▶ _AIM OF THE EXERCISE_:
Your answer consists of the lines in the data that contain "input". Copy each of them.

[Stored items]
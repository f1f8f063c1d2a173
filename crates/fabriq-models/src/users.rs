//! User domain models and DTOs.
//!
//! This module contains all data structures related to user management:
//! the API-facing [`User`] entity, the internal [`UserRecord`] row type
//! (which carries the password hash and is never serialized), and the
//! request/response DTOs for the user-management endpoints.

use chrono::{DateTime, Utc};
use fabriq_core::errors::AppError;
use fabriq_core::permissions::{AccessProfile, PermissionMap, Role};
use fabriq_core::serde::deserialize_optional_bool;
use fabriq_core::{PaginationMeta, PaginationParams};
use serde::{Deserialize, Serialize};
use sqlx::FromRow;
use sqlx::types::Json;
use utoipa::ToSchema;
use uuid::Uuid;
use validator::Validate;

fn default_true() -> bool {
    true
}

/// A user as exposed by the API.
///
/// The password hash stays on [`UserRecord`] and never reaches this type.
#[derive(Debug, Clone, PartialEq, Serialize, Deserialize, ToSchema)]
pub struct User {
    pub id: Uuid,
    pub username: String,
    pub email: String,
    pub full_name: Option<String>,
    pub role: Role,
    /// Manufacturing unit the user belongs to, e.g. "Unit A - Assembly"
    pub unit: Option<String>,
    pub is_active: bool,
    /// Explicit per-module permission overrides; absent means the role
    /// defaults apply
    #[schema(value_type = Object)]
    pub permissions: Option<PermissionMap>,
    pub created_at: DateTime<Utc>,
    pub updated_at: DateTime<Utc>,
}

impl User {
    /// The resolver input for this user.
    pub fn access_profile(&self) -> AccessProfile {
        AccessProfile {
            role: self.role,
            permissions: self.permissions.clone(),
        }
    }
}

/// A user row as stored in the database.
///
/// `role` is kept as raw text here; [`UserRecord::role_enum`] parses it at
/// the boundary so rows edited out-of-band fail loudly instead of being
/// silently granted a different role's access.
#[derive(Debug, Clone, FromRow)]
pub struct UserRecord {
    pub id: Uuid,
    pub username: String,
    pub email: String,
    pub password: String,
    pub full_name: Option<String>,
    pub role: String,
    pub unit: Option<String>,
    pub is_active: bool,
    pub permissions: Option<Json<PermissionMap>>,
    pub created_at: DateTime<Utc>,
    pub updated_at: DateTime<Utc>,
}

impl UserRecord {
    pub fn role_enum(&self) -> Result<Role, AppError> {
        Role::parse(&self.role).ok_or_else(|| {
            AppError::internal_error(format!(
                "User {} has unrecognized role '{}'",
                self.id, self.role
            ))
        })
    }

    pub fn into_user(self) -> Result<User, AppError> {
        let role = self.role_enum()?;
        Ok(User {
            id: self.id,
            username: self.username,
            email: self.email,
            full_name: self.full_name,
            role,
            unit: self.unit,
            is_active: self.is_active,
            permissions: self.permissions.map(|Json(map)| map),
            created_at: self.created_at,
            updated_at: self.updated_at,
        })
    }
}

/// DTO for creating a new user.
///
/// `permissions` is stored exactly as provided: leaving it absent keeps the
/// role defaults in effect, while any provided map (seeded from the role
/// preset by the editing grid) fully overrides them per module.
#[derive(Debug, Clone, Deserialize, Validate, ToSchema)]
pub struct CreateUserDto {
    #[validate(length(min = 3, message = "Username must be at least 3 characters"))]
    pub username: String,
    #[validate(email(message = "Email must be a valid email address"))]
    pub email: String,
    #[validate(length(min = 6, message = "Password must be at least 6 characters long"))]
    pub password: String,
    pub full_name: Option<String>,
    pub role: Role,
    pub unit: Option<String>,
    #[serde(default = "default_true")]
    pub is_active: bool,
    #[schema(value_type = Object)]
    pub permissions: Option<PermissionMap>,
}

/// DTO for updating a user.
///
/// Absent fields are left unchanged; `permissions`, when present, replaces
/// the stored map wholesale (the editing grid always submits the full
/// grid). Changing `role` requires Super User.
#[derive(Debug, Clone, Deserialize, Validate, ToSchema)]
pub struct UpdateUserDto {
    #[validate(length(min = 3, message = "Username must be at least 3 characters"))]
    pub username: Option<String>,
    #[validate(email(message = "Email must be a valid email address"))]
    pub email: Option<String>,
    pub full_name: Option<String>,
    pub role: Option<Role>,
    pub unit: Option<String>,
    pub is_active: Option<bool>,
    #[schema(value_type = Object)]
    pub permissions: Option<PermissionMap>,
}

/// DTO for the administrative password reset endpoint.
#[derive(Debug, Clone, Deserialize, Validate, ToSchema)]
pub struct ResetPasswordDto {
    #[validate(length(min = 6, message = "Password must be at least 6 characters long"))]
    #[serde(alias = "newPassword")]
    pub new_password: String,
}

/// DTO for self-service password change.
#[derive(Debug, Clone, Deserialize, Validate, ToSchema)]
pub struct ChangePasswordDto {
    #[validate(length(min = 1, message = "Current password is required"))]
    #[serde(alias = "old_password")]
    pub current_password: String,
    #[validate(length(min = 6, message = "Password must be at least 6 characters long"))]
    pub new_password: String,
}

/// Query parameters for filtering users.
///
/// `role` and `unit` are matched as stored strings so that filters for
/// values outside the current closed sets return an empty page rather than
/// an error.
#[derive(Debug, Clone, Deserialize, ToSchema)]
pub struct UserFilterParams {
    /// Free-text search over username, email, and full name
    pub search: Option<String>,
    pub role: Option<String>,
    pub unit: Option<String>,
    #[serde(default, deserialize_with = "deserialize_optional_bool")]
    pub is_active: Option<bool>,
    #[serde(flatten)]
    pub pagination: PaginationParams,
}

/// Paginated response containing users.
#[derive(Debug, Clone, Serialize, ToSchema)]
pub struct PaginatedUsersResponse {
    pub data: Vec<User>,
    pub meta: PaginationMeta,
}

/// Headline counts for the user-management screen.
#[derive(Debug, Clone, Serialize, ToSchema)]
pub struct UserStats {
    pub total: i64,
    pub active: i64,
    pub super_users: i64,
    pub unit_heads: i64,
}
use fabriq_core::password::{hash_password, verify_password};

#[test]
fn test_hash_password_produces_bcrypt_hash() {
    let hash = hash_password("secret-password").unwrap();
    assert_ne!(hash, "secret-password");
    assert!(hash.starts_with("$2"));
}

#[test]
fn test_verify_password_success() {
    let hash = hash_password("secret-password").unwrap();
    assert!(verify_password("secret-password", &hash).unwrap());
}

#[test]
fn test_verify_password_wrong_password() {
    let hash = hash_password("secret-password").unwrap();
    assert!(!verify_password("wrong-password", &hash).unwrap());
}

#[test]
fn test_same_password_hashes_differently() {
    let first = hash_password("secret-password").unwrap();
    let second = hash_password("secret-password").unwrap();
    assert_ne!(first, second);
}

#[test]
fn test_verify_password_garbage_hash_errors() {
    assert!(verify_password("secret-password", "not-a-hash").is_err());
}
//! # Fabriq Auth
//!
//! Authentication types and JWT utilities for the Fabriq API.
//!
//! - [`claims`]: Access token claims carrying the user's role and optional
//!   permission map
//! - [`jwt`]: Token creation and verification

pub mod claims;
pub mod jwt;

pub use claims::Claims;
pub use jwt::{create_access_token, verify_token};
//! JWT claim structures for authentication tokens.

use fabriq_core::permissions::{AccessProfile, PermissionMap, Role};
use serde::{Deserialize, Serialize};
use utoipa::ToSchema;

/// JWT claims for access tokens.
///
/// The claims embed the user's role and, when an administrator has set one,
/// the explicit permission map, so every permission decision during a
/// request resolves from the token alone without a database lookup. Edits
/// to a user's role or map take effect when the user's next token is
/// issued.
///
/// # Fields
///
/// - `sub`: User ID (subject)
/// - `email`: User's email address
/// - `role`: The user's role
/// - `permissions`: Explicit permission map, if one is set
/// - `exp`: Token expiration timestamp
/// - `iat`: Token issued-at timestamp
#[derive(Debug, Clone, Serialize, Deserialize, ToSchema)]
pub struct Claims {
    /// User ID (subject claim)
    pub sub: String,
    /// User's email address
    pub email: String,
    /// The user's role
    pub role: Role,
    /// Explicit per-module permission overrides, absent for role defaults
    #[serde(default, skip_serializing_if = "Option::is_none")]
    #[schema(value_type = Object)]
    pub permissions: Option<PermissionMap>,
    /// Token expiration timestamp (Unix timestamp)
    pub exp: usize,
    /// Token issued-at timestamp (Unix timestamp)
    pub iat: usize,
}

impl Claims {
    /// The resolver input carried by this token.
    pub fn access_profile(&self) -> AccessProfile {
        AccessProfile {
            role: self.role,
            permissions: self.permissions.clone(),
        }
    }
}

▶ _ANSWER BELOW_:
    /// The resolver input for this user.
    /// The resolver input carried by this token.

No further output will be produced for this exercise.